¿Cuánto le dieron? Subastó un alfajor enorme en el tren Sarmiento y el resultado se hizo viral
Un joven convirtió un viaje común en una escena insólita al rematar un alfajor de 15 kilos en pleno vagón. La puja sorprendió a todos y terminó con una cifra inesperada.
El ingenio argentino vuelve a dar que hablar, esta vez en un escenario tan cotidiano como el Tren Sarmiento. Lo que parecía ser un viaje más se transformó en un espectáculo improvisado cuando un joven decidió subastar un alfajor gigante en pleno trayecto, generando una escena que rápidamente se viralizó en redes sociales.
Todo comenzó cuando el adolescente subió a la formación con una enorme bandeja circular en sus manos. Sobre ella, un alfajor de aproximadamente 15 kilogramos captó de inmediato la atención de los pasajeros. Lejos de ofrecerlo a un precio fijo, optó por una estrategia poco convencional: iniciar una subasta en vivo. “¡Arrancamos en cincuenta pesos!”, gritó, desatando primero risas e incredulidad.

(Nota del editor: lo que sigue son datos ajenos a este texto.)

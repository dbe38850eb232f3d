//! Call results and non-fatal warnings

use super::record::ReplacementRecord;
use crate::anonymization::policy::AccessTier;
use serde::{Deserialize, Serialize};
use std::fmt;

/// Non-fatal condition encountered during a call
///
/// Warnings are attached to the call result and logged; they never abort the call.
#[derive(Debug, Clone, PartialEq, Eq, Serialize, Deserialize)]
#[serde(tag = "kind", rename_all = "snake_case")]
pub enum EngineWarning {
    /// A requested entity type is not in the registry and was skipped
    UnknownEntityType { entity_type: String },
    /// A token in the artifact has no entry in the supplied record
    UnknownToken { token: String },
    /// The requested tier may not see this token's entity type; left redacted
    InsufficientTier {
        token: String,
        entity_type: String,
        tier: AccessTier,
    },
    /// An expected text field was absent; nothing was redacted there
    MissingField { field: String },
    /// The record attributes the token to a different type than the token names
    RecordMismatch { token: String, recorded_type: String },
}

impl fmt::Display for EngineWarning {
    fn fmt(&self, f: &mut fmt::Formatter<'_>) -> fmt::Result {
        match self {
            Self::UnknownEntityType { entity_type } => {
                write!(f, "unknown entity type '{entity_type}' ignored")
            }
            Self::UnknownToken { token } => {
                write!(f, "token {token} not present in replacement record")
            }
            Self::InsufficientTier {
                token,
                entity_type,
                tier,
            } => write!(
                f,
                "tier '{tier}' may not reveal {entity_type}; {token} left redacted"
            ),
            Self::MissingField { field } => write!(f, "field '{field}' missing"),
            Self::RecordMismatch {
                token,
                recorded_type,
            } => write!(
                f,
                "record attributes {token} to {recorded_type}; left redacted"
            ),
        }
    }
}

/// Result of an anonymization call
#[derive(Debug, Clone, Serialize, Deserialize)]
pub struct Anonymized<T> {
    /// Redacted artifact
    pub value: T,
    /// Token → original literal mapping for this call
    pub record: ReplacementRecord,
    /// Number of spans replaced
    pub replacements: usize,
    /// Non-fatal diagnostics
    pub warnings: Vec<EngineWarning>,
}

impl<T> Anonymized<T> {
    /// Whether any span was redacted
    pub fn has_redactions(&self) -> bool {
        self.replacements > 0
    }
}

/// Result of a deanonymization call
#[derive(Debug, Clone, Serialize, Deserialize)]
pub struct Revealed<T> {
    /// Artifact with permitted tokens restored
    pub value: T,
    /// Number of token occurrences restored
    pub revealed: usize,
    /// Number of token occurrences left redacted
    pub withheld: usize,
    /// Non-fatal diagnostics
    pub warnings: Vec<EngineWarning>,
}

#[cfg(test)]
mod tests {
    use super::*;

    #[test]
    fn test_warning_serialization_is_tagged() {
        let warning = EngineWarning::UnknownEntityType {
            entity_type: "JUDGE".to_string(),
        };
        let value = serde_json::to_value(&warning).unwrap();
        assert_eq!(value["kind"], "unknown_entity_type");
        assert_eq!(value["entity_type"], "JUDGE");
    }

    #[test]
    fn test_insufficient_tier_display() {
        let warning = EngineWarning::InsufficientTier {
            token: "[REDACTED-MINOR-1]".to_string(),
            entity_type: "MINOR".to_string(),
            tier: AccessTier::Standard,
        };
        assert_eq!(
            warning.to_string(),
            "tier 'standard' may not reveal MINOR; [REDACTED-MINOR-1] left redacted"
        );
    }
}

Cómo fue la subasta del alfajor gigante en el Tren Sarmiento
Sin embargo, lo que parecía una broma pronto tomó otro tono. En cuestión de segundos, los pasajeros comenzaron a participar y las ofertas empezaron a escalar de manera vertiginosa. De los $ 50 iniciales, la cifra saltó rápidamente a $ 2.000 y luego a $ 10.000, en medio de un murmullo cada vez más intenso.
La escena, tan inesperada como entretenida, convirtió al vagón en una suerte de sala de remates improvisada, donde el entusiasmo crecía estación tras estación. El momento de mayor tensión llegó cuando dos pasajeros comenzaron a disputarse el alfajor, elevando la puja a $ 20.000 y luego a $ 26.000. Pero el desenlace aún estaba por llegar.
Cuando el tren se aproximaba a una nueva parada, una mujer decidió ir por todo y lanzó la oferta final: $ 40.000. El silencio duró apenas unos segundos antes de que estallaran los aplausos. La compradora se quedó con el alfajor gigante, pagó el monto acordado y descendió del vagón con su particular adquisición, mientras el resto de los pasajeros celebraba el desenlace.
Más allá del resultado económico, la escena funcionó como un pequeño respiro en medio de la rutina y las preocupaciones diarias. Este tipo de iniciativas reflejan la creatividad y la capacidad de adaptación frente a las dificultades. El joven, por su parte, no solo logró vender su producto en tiempo récord, sino que también convirtió un viaje común en una historia viral.